The Southern Hemisphere is often overlooked when thinking about mountains, snow and winter time vibes, but the truth is there’s great terrain and opportunities in places like Chile, Argentina and New Zealand. Over the past ten years I’ve road tripped to one of these aforementioned places in search for wintery conditions, with the ultimate goal being to capture great pictures!




You could never put a finger on what the weather conditions will be a few weeks down the line, Mother Nature is going to do what she’s going to do, so you make the best educated guess given current snowpack (conditions) when you’re booking the flight ticket in advance.

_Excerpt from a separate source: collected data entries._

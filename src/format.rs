// Display-field formatting for radio screens
//
// Radio firmware shows at most 16 characters of name and 15 of city.
// Names are composed from first/middle/last with fallback tiers rather
// than clipped blindly; cities are clipped blindly.

/// Display width available for the contact name.
pub const NAME_MAX_LEN: usize = 16;

/// Display width available for the city.
pub const CITY_MAX_LEN: usize = 15;

fn char_len(s: &str) -> usize {
    s.chars().count()
}

/// Compose a display name within `max_length` characters.
///
/// The first name is split on whitespace and hyphens into a primary token
/// plus an optional middle token. The primary token is always kept whole.
/// The middle token is included in full if the whole composition fits,
/// else as a single initial if that fits, else dropped. The last name then
/// takes whatever room is left and may be cut mid-word.
///
/// The assembled prefix is never clipped, so a first name longer than
/// `max_length` comes through whole; only the last-name slice shrinks.
/// Lengths are counted in characters, not bytes.
pub fn format_name(first_name: &str, last_name: &str, max_length: usize) -> String {
    let parts: Vec<&str> = first_name
        .split(|c: char| c.is_whitespace() || c == '-')
        .collect();
    let primary = parts.first().map(|p| p.trim()).unwrap_or("");
    let middle = parts.get(1).copied().unwrap_or("");

    let last_len = char_len(last_name);
    let mut name = primary.to_string();

    if !middle.is_empty() {
        let middle_len = char_len(middle);
        let initial: String = middle.chars().take(1).collect();

        if char_len(&name) + 1 + middle_len + last_len + 1 <= max_length {
            // Full middle token fits alongside the full last name
            name.push(' ');
            name.push_str(middle);
        } else if char_len(&name) + 2 + last_len + 1 <= max_length {
            // Fall back to the middle initial
            name.push(' ');
            name.push_str(&initial);
        }
        // Otherwise no middle element at all
    }

    // As much of the last name as the remaining room allows
    let remaining = max_length as isize - char_len(&name) as isize - 1;
    if remaining > 0 {
        name.push(' ');
        name.extend(last_name.chars().take(remaining as usize));
    }

    name.trim().to_string()
}

/// Hard character-count truncation, no word-boundary awareness.
pub fn format_city(city: &str, max_length: usize) -> String {
    city.chars().take(max_length).collect()
}

#[cfg(test)]
mod tests {
    use super::*;

    #[test]
    fn test_name_middle_falls_back_to_initial() {
        // "Ole Kristian Bjornstad" is 22 chars; the initial tier fits
        let name = format_name("Ole Kristian", "Bjornstad", 16);
        assert_eq!(name, "Ole K Bjornstad");
        assert!(char_len(&name) <= 16);
    }

    #[test]
    fn test_name_full_middle_when_it_fits() {
        assert_eq!(format_name("Ole Kristian", "Bo", 16), "Ole Kristian Bo");
    }

    #[test]
    fn test_name_single_char_middle_token() {
        assert_eq!(format_name("Ole K", "Bjornstad", 16), "Ole K Bjornstad");
    }

    #[test]
    fn test_name_last_name_cut_mid_word() {
        assert_eq!(format_name("Per", "Kristoffersen", 16), "Per Kristofferse");
    }

    #[test]
    fn test_name_hyphenated_first_name_splits() {
        assert_eq!(format_name("Ole-Jan", "Hansen", 16), "Ole Jan Hansen");
    }

    #[test]
    fn test_name_middle_dropped_when_even_initial_does_not_fit() {
        // primary (11) + initial (2) + last (4) + 1 = 18 > 16
        let name = format_name("Maximiliane Theodora", "Berg", 16);
        assert_eq!(name, "Maximiliane Berg");
    }

    #[test]
    fn test_name_oversized_first_name_passes_through() {
        // The prefix is never clipped; no last-name slice is appended
        let name = format_name("Maximiliantheodor", "Olsen", 16);
        assert_eq!(name, "Maximiliantheodor");
        assert!(char_len(&name) > 16);
        assert!(!name.contains("Olsen"));
    }

    #[test]
    fn test_name_empty_inputs() {
        assert_eq!(format_name("", "Hansen", 16), "Hansen");
        assert_eq!(format_name("Ole Kristian", "", 16), "Ole Kristian");
        assert_eq!(format_name("", "", 16), "");
    }

    #[test]
    fn test_city_hard_truncation() {
        assert_eq!(format_city("Kristiansand", CITY_MAX_LEN), "Kristiansand");
        assert_eq!(
            format_city("Longyearbyen Spitsbergen", CITY_MAX_LEN),
            "Longyearbyen Sp"
        );
        assert_eq!(format_city("", CITY_MAX_LEN), "");
    }
}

After many phone calls, emails and consulting with the locals, our crew made the decision to arrive in Christchurch, New Zealand early August (2013), head to the small village of Methven and do our best in the Arrowsmith Mountain Range.




Our ten-day window to shoot and film snowboarding with Mikkel Bang (Norway) and Danny Davis (USA) started out with an incoming storm promising to drop plenty of fresh snow. This storm system was calling for 12 inches (30cm) of snow, followed by high pressure, which would clear the skies and allow us access into the backcountry (via helicopter). Our anticipation of riding powder snow in August in New Zealand was peaking; we couldn’t wait to get out there!



As I mentioned before, Mother Nature is going to do what she’s going to do, so this first storm cycle turned into another and another. On day five, there was a brief clearing, so we headed up, landed on a tall peak, tested the stability of the snowpack, the entire slope avalanched, so we headed back in. The next storm arrived a few hours later, so we waited another three days for a clearing, didn’t happen.




It was time to make a move south and use the final two days of the trip to do some snowboarding, and we hoped heading to Cardrona would produce something for us. Upon arrival (six hour drive south), the weather was better, but a storm system was sitting just on top of the resort, creating low visibility and flat light, which is difficult to maneuver while snowboarding because you can’t see the ground under your feet very well.



Now that we’re to the point in the story, why would it be called ‘Best Time Ever?’ As with all photo shoots or road trips in general, it’s all what you make of it! Our goals of riding fresh powder were dashed, so we bought a used car, painted it, road tripped to the surrounding villages and cities, hit up the skate parks, met up with the locals, went sightseeing and kept ourselves entertained anyway possible.



Since it was my job to document the mission, whether we snowboarded or not, I stayed busy setting up photos, working with my gear, experimenting with lighting and taking advantage of where I was at. It’s not everyday you’ll be in a foreign country on a road trip, so you have to keep the camera out, snapping frames, enjoying the moment and laughing it up!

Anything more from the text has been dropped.